TASK DETAILS:
Copy exactly the lines from the start of the data below through the one that carries "self.uploaded.iter().map(|o| o.size).sum()", and only those.

[Stored entries]
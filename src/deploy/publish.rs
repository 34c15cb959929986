// ABOUTME: Asset publisher: uploads a static asset tree to object storage.
// ABOUTME: Bounded concurrent uploads, best-effort or strict failure handling.

use std::path::Path;

use bytes::Bytes;
use futures::{StreamExt, TryStreamExt, stream};
use serde::Serialize;
use tracing::{debug, info, warn};

use super::content_type::content_type_for;
use super::error::DeployError;
use super::walk::{WalkEntry, collect_files};
use crate::cloud::ObjectStoreOps;
use crate::config::PublishSettings;
use crate::types::{BucketName, KeyPrefix};

#[derive(Debug, Clone, PartialEq, Eq, Serialize)]
pub struct UploadedObject {
    pub key: String,
    pub content_type: String,
    pub size: u64,
}

#[derive(Debug, Clone, PartialEq, Eq, Serialize)]
pub struct UploadFailure {
    pub key: String,
    pub reason: String,
}

impl From<UploadFailure> for DeployError {
    fn from(failure: UploadFailure) -> Self {
        DeployError::AssetUpload {
            key: failure.key,
            reason: failure.reason,
        }
    }
}

/// Per-file outcomes of one publish, each list sorted by key.
#[derive(Debug, Clone, Default, PartialEq, Eq, Serialize)]
pub struct UploadReport {
    pub uploaded: Vec<UploadedObject>,
    pub failed: Vec<UploadFailure>,
}

impl UploadReport {
    pub fn is_complete(&self) -> bool {
        self.failed.is_empty()
    }

    pub fn bytes_uploaded(&self) -> u64 {
        self.uploaded.iter().map(|o| o.size).sum()
    }
}

/// Object key for a file at `relative` under the optional prefix.
pub fn object_key(prefix: Option<&KeyPrefix>, relative: &str) -> String {
    match prefix {
        Some(prefix) => prefix.join(relative),
        None => relative.to_string(),
    }
}

/// Upload every regular file under `directory` to `bucket`.
///
/// In best-effort mode per-file failures are collected into the report and
/// the remaining files are still uploaded. In strict mode the first failure
/// is returned as `DeployError::AssetUpload`.
pub async fn publish_assets<S: ObjectStoreOps>(
    store: &S,
    directory: &Path,
    bucket: &BucketName,
    prefix: Option<&KeyPrefix>,
    settings: &PublishSettings,
) -> Result<UploadReport, DeployError> {
    let root = directory.to_path_buf();
    let entries = tokio::task::spawn_blocking(move || collect_files(&root, &[]))
        .await
        .map_err(|e| DeployError::Io {
            path: directory.to_path_buf(),
            source: std::io::Error::other(e),
        })?
        .map_err(|e| DeployError::Io {
            path: e.path,
            source: e.source,
        })?;

    info!(
        bucket = %bucket,
        files = entries.len(),
        concurrency = settings.concurrency,
        "Publishing static assets"
    );

    let uploads = stream::iter(entries)
        .map(|entry| upload_one(store, bucket, prefix, entry))
        .buffer_unordered(settings.concurrency.max(1));

    let mut report = if settings.strict {
        let uploaded: Vec<UploadedObject> = uploads.map_err(DeployError::from).try_collect().await?;
        UploadReport {
            uploaded,
            failed: Vec::new(),
        }
    } else {
        let mut report = UploadReport::default();
        let results: Vec<_> = uploads.collect().await;
        for result in results {
            match result {
                Ok(object) => report.uploaded.push(object),
                Err(failure) => report.failed.push(failure),
            }
        }
        report
    };

    report.uploaded.sort_by(|a, b| a.key.cmp(&b.key));
    report.failed.sort_by(|a, b| a.key.cmp(&b.key));

    info!(
        uploaded = report.uploaded.len(),
        failed = report.failed.len(),
        bytes = report.bytes_uploaded(),
        "Static assets published"
    );
    Ok(report)
}

async fn upload_one<S: ObjectStoreOps>(
    store: &S,
    bucket: &BucketName,
    prefix: Option<&KeyPrefix>,
    entry: WalkEntry,
) -> Result<UploadedObject, UploadFailure> {
    let key = object_key(prefix, &entry.relative);
    let content_type = content_type_for(&entry.relative);

    let body = match tokio::fs::read(&entry.path).await {
        Ok(data) => Bytes::from(data),
        Err(e) => {
            warn!(path = %entry.path.display(), error = %e, "Failed to read asset");
            return Err(UploadFailure {
                key,
                reason: format!("read {}: {}", entry.path.display(), e),
            });
        }
    };
    let size = body.len() as u64;

    match store.put_object(bucket, &key, body, content_type).await {
        Ok(()) => {
            debug!(key = %key, content_type, size, "Uploaded asset");
            Ok(UploadedObject {
                key,
                content_type: content_type.to_string(),
                size,
            })
        }
        Err(e) => {
            warn!(key = %key, error = %e, "Failed to upload asset");
            Err(UploadFailure {
                key,
                reason: e.to_string(),
            })
        }
    }
}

FINISHED EXERCISE:
filename src/deploy/publish.rs
repository 34c15cb959929986
// ABOUTME: Asset publisher: uploads a static asset tree to object storage.
// ABOUTME: Bounded concurrent uploads, best-effort or strict failure handling.

use std::path::Path;

use bytes::Bytes;
use futures::{StreamExt, TryStreamExt, stream};
use serde::Serialize;
use tracing::{debug, info, warn};

use super::content_type::content_type_for;
use super::error::DeployError;
use super::walk::{WalkEntry, collect_files};
use crate::cloud::ObjectStoreOps;
use crate::config::PublishSettings;
use crate::types::{BucketName, KeyPrefix};

#[derive(Debug, Clone, PartialEq, Eq, Serialize)]
pub struct UploadedObject {
    pub key: String,
    pub content_type: String,
    pub size: u64,
}

#[derive(Debug, Clone, PartialEq, Eq, Serialize)]
pub struct UploadFailure {
    pub key: String,
    pub reason: String,
}

impl From<UploadFailure> for DeployError {
    fn from(failure: UploadFailure) -> Self {
        DeployError::AssetUpload {
            key: failure.key,
            reason: failure.reason,
        }
    }
}

/// Per-file outcomes of one publish, each list sorted by key.
#[derive(Debug, Clone, Default, PartialEq, Eq, Serialize)]
pub struct UploadReport {
    pub uploaded: Vec<UploadedObject>,
    pub failed: Vec<UploadFailure>,
}

impl UploadReport {
    pub fn is_complete(&self) -> bool {
        self.failed.is_empty()
    }

    pub fn bytes_uploaded(&self) -> u64 {
        self.uploaded.iter().map(|o| o.size).sum()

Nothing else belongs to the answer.